We’re not sure what to make of the economic news that was released on Friday. I guess the picture is mixed.
The four monthly consumer surveys done by the University of Michigan, which includes the Consumer Sentiment Survey all came in better than expectations. We don’t put much stock in survey like these—they’re essentially polls—but hey! Exceeding expectations is better than not. Am I right?!
Durable Goods Orders, a measure of the manufacturing sector, came in well above expectations but, the reports from several previous months were all revised downwards, which calls into question the value of these data.
And the Atlanta Fed’s GDP Now report came in a tick below expectations.
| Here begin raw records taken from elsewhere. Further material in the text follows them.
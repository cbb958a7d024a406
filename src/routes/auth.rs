use axum::extract::State;
use axum::http::StatusCode;
use axum::Json;
use serde::{Deserialize, Serialize};
use uuid::Uuid;

use crate::error::{AppError, AppResult};
use crate::repository::users;
use crate::security::{jwt, password};
use crate::state::AppState;
use crate::validators;

#[derive(Debug, Deserialize)]
pub struct UserInCreate {
    pub username: String,
    pub email: String,
    pub password: String,
}

#[derive(Debug, Deserialize)]
pub struct UserInLogin {
    pub email: String,
    pub password: String,
}

#[derive(Debug, Serialize)]
pub struct UserWithToken {
    pub id: Uuid,
    pub username: String,
    pub email: String,
    pub token: String,
}

pub async fn register(
    State(state): State<AppState>,
    Json(body): Json<UserInCreate>,
) -> AppResult<(StatusCode, Json<UserWithToken>)> {
    let mut violations = Vec::new();
    if !validators::validate_username(&body.username) {
        violations.push("username must be 3-32 characters (letters, digits, - and _)".to_string());
    }
    if !validators::validate_email(&body.email) {
        violations.push("email is not valid".to_string());
    }
    if !validators::validate_password(&body.password) {
        violations.push("password must be at least 6 characters".to_string());
    }
    if !violations.is_empty() {
        return Err(AppError::Validation(violations));
    }

    if users::find_by_email(&state.db, &body.email).await?.is_some() {
        return Err(AppError::Conflict("user with this email already exists".into()));
    }
    if users::find_by_username(&state.db, &body.username)
        .await?
        .is_some()
    {
        return Err(AppError::Conflict("user with this username already exists".into()));
    }

    let password_hash = password::hash_password(&body.password)?;

    // A concurrent register can slip past the lookups above; the unique
    // constraints are the real arbiter, so a violation is still a 409.
    let user = match users::create(&state.db, &body.username, &body.email, &password_hash).await {
        Ok(user) => user,
        Err(e) if e.is_unique_violation() => {
            return Err(AppError::Conflict(
                "user with this email or username already exists".into(),
            ))
        }
        Err(e) => return Err(e),
    };

    let token = jwt::create_token(
        user.id,
        &user.username,
        &state.config.jwt_secret,
        state.config.token_ttl_seconds,
    )?;

    tracing::info!(user_id = %user.id, "user registered");

    Ok((
        StatusCode::CREATED,
        Json(UserWithToken {
            id: user.id,
            username: user.username,
            email: user.email,
            token,
        }),
    ))
}

pub async fn login(
    State(state): State<AppState>,
    Json(body): Json<UserInLogin>,
) -> AppResult<Json<UserWithToken>> {
    // Unknown email and wrong password are indistinguishable to the caller.
    let user = users::find_by_email(&state.db, &body.email)
        .await?
        .ok_or(AppError::InvalidCredentials)?;

    if !password::verify_password(&body.password, &user.password_hash) {
        return Err(AppError::InvalidCredentials);
    }

    let token = jwt::create_token(
        user.id,
        &user.username,
        &state.config.jwt_secret,
        state.config.token_ttl_seconds,
    )?;

    Ok(Json(UserWithToken {
        id: user.id,
        username: user.username,
        email: user.email,
        token,
    }))
}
It estimates that the economy has grown, in the second quarter, by 3.5% versus 3.6%. Not gangbusters but not too bad.
This week, in addition to the Initial and Continuing Jobless Claims on Thursday, we get Consumer Confidence, the Fed’s Biege Book, which will probably be more carefully examined this time than usual, and the Gross Domestic Product for the first quarter. We also get another spate of speeches from Central Bankers. We count seven but typically miss one or two.
Good times!
But, the most important data point this week comes on Thursday and Friday as the Personal Consumption Expenditures Indexes roll out. Expectations are that the Fed’s preferred measure of inflation increased 0.30% in April. A number that is even one tick better or worse than expectations will probably move the markets. Dramatically.
Everyone here at the Ministry of Truth is on mandatory double shifts so we can watch, listen, read, analyze and report, all of it, to you, here on the Buzz.